* WORK REQUIRED *
The entries below are to be written out again without alteration.

★ ★ ★

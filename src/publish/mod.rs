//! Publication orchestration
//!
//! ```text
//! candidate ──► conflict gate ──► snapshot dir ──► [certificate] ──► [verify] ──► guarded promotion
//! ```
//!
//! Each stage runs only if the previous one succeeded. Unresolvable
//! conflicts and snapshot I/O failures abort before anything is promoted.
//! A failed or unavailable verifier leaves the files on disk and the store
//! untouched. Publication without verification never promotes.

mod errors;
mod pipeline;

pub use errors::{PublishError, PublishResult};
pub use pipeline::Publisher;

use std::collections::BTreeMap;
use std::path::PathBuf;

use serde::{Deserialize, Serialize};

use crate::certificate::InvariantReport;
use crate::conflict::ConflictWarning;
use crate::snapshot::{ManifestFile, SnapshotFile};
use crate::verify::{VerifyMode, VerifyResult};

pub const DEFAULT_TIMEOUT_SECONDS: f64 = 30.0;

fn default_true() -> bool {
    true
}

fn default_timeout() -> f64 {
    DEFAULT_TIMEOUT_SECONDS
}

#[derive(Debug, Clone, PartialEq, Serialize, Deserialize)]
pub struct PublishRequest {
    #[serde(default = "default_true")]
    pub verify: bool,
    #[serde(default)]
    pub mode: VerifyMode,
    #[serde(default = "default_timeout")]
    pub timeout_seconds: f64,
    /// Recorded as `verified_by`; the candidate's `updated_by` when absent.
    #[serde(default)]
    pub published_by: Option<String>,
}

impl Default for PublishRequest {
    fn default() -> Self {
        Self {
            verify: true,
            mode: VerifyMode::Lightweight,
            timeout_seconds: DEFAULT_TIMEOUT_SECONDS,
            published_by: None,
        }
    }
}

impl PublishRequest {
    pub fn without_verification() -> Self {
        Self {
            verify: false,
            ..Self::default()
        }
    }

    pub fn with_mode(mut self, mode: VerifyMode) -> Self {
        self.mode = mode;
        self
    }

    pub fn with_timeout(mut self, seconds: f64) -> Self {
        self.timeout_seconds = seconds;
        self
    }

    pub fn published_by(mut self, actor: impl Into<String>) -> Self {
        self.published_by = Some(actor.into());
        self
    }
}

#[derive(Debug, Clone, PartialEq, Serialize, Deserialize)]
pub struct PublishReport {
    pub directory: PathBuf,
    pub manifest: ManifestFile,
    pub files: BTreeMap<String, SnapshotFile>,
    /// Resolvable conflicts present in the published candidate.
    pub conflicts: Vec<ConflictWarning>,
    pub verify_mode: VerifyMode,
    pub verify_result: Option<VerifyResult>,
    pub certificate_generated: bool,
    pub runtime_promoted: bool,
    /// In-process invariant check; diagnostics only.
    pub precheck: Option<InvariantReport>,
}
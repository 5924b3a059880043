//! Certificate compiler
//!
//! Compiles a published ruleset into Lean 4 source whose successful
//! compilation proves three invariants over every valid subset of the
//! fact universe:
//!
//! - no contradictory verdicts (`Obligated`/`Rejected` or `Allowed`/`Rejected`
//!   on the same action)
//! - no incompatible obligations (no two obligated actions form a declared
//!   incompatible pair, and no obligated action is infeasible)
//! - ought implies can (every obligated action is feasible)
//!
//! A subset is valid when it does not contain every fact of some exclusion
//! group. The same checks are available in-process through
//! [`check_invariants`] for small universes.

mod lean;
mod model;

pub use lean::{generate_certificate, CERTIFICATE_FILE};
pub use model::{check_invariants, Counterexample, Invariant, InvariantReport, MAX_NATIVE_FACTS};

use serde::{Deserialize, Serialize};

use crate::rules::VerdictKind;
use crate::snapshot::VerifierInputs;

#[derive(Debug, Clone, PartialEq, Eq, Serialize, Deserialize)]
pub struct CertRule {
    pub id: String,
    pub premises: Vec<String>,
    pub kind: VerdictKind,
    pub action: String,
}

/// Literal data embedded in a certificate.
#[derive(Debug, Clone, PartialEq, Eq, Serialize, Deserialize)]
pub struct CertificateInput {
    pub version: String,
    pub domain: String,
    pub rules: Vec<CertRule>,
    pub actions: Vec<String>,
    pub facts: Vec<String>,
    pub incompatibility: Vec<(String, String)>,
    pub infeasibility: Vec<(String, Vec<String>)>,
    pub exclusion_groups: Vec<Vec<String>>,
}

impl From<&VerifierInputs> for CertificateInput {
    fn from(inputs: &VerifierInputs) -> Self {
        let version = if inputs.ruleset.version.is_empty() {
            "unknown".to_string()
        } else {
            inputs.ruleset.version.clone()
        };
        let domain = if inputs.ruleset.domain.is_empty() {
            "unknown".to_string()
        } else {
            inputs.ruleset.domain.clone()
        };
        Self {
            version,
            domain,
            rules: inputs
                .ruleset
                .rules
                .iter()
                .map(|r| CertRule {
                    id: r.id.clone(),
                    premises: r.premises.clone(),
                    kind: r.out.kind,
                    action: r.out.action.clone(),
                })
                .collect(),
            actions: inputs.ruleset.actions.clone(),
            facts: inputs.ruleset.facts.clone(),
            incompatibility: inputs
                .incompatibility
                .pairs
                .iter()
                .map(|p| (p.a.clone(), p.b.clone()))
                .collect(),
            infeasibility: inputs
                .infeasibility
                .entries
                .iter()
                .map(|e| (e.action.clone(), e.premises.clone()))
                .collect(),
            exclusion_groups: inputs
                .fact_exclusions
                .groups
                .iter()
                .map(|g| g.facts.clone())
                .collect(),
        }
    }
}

★ ★ ★

* ANSWER TO THE EXERCISE *
filename src/publish/mod.rs
//! Publication orchestration
//!
//! ```text
//! candidate ──► conflict gate ──► snapshot dir ──► [certificate] ──► [verify] ──► guarded promotion
//! ```
//!
//! Each stage runs only if the previous one succeeded. Unresolvable
//! conflicts and snapshot I/O failures abort before anything is promoted.
//! A failed or unavailable verifier leaves the files on disk and the store
//! untouched. Publication without verification never promotes.

mod errors;
mod pipeline;

pub use errors::{PublishError, PublishResult};
pub use pipeline::Publisher;

use std::collections::BTreeMap;
use std::path::PathBuf;

use serde::{Deserialize, Serialize};

use crate::certificate::InvariantReport;
use crate::conflict::ConflictWarning;
use crate::snapshot::{ManifestFile, SnapshotFile};
use crate::verify::{VerifyMode, VerifyResult};

pub const DEFAULT_TIMEOUT_SECONDS: f64 = 30.0;

fn default_true() -> bool {
    true
}

fn default_timeout() -> f64 {
    DEFAULT_TIMEOUT_SECONDS
}

#[derive(Debug, Clone, PartialEq, Serialize, Deserialize)]
pub struct PublishRequest {
    #[serde(default = "default_true")]
    pub verify: bool,
    #[serde(default)]
    pub mode: VerifyMode,
    #[serde(default = "default_timeout")]
    pub timeout_seconds: f64,
    /// Recorded as `verified_by`; the candidate's `updated_by` when absent.
    #[serde(default)]
    pub published_by: Option<String>,
}

impl Default for PublishRequest {
    fn default() -> Self {
        Self {
            verify: true,
            mode: VerifyMode::Lightweight,
            timeout_seconds: DEFAULT_TIMEOUT_SECONDS,
            published_by: None,
        }
    }
}

impl PublishRequest {
    pub fn without_verification() -> Self {
        Self {
            verify: false,
            ..Self::default()
        }
    }

    pub fn with_mode(mut self, mode: VerifyMode) -> Self {
        self.mode = mode;
        self
    }

    pub fn with_timeout(mut self, seconds: f64) -> Self {
        self.timeout_seconds = seconds;
        self
    }

    pub fn published_by(mut self, actor: impl Into<String>) -> Self {
        self.published_by = Some(actor.into());
        self
    }
}

#[derive(Debug, Clone, PartialEq, Serialize, Deserialize)]
pub struct PublishReport {
    pub directory: PathBuf,
    pub manifest: ManifestFile,
    pub files: BTreeMap<String, SnapshotFile>,
    /// Resolvable conflicts present in the published candidate.
    pub conflicts: Vec<ConflictWarning>,
    pub verify_mode: VerifyMode,
    pub verify_result: Option<VerifyResult>,
    pub certificate_generated: bool,
    pub runtime_promoted: bool,
    /// In-process invariant check; diagnostics only.
    pub precheck: Option<InvariantReport>,
}
repository 5924b3a059880043
//! Certificate compiler
//!
//! Compiles a published ruleset into Lean 4 source whose successful
//! compilation proves three invariants over every valid subset of the
//! fact universe:
//!
//! - no contradictory verdicts (`Obligated`/`Rejected` or `Allowed`/`Rejected`
//!   on the same action)
//! - no incompatible obligations (no two obligated actions form a declared
//!   incompatible pair, and no obligated action is infeasible)
//! - ought implies can (every obligated action is feasible)
//!
//! A subset is valid when it does not contain every fact of some exclusion
//! group. The same checks are available in-process through
//! [`check_invariants`] for small universes.

mod lean;
mod model;

pub use lean::{generate_certificate, CERTIFICATE_FILE};
pub use model::{check_invariants, Counterexample, Invariant, InvariantReport, MAX_NATIVE_FACTS};

use serde::{Deserialize, Serialize};

use crate::rules::VerdictKind;
use crate::snapshot::VerifierInputs;

#[derive(Debug, Clone, PartialEq, Eq, Serialize, Deserialize)]
pub struct CertRule {
    pub id: String,
    pub premises: Vec<String>,
    pub kind: VerdictKind,
    pub action: String,
}

/// Literal data embedded in a certificate.
#[derive(Debug, Clone, PartialEq, Eq, Serialize, Deserialize)]
pub struct CertificateInput {
    pub version: String,
    pub domain: String,
    pub rules: Vec<CertRule>,
    pub actions: Vec<String>,
    pub facts: Vec<String>,
    pub incompatibility: Vec<(String, String)>,
    pub infeasibility: Vec<(String, Vec<String>)>,
    pub exclusion_groups: Vec<Vec<String>>,
}

impl From<&VerifierInputs> for CertificateInput {
    fn from(inputs: &VerifierInputs) -> Self {
        let version = if inputs.ruleset.version.is_empty() {
            "unknown".to_string()
        } else {
            inputs.ruleset.version.clone()
        };
        let domain = if inputs.ruleset.domain.is_empty() {
            "unknown".to_string()
        } else {
            inputs.ruleset.domain.clone()
        };
        Self {
            version,
            domain,
            rules: inputs
                .ruleset
                .rules
                .iter()
                .map(|r| CertRule {
                    id: r.id.clone(),
                    premises: r.premises.clone(),
                    kind: r.out.kind,
                    action: r.out.action.clone(),
                })
                .collect(),
            actions: inputs.ruleset.actions.clone(),
            facts: inputs.ruleset.facts.clone(),
            incompatibility: inputs
                .incompatibility
                .pairs
                .iter()
                .map(|p| (p.a.clone(), p.b.clone()))
                .collect(),
            infeasibility: inputs
                .infeasibility
                .entries
                .iter()
                .map(|e| (e.action.clone(), e.premises.clone()))
                .collect(),
            exclusion_groups: inputs
                .fact_exclusions
                .groups
                .iter()
                .map(|g| g.facts.clone())
                .collect(),
        }
    }
}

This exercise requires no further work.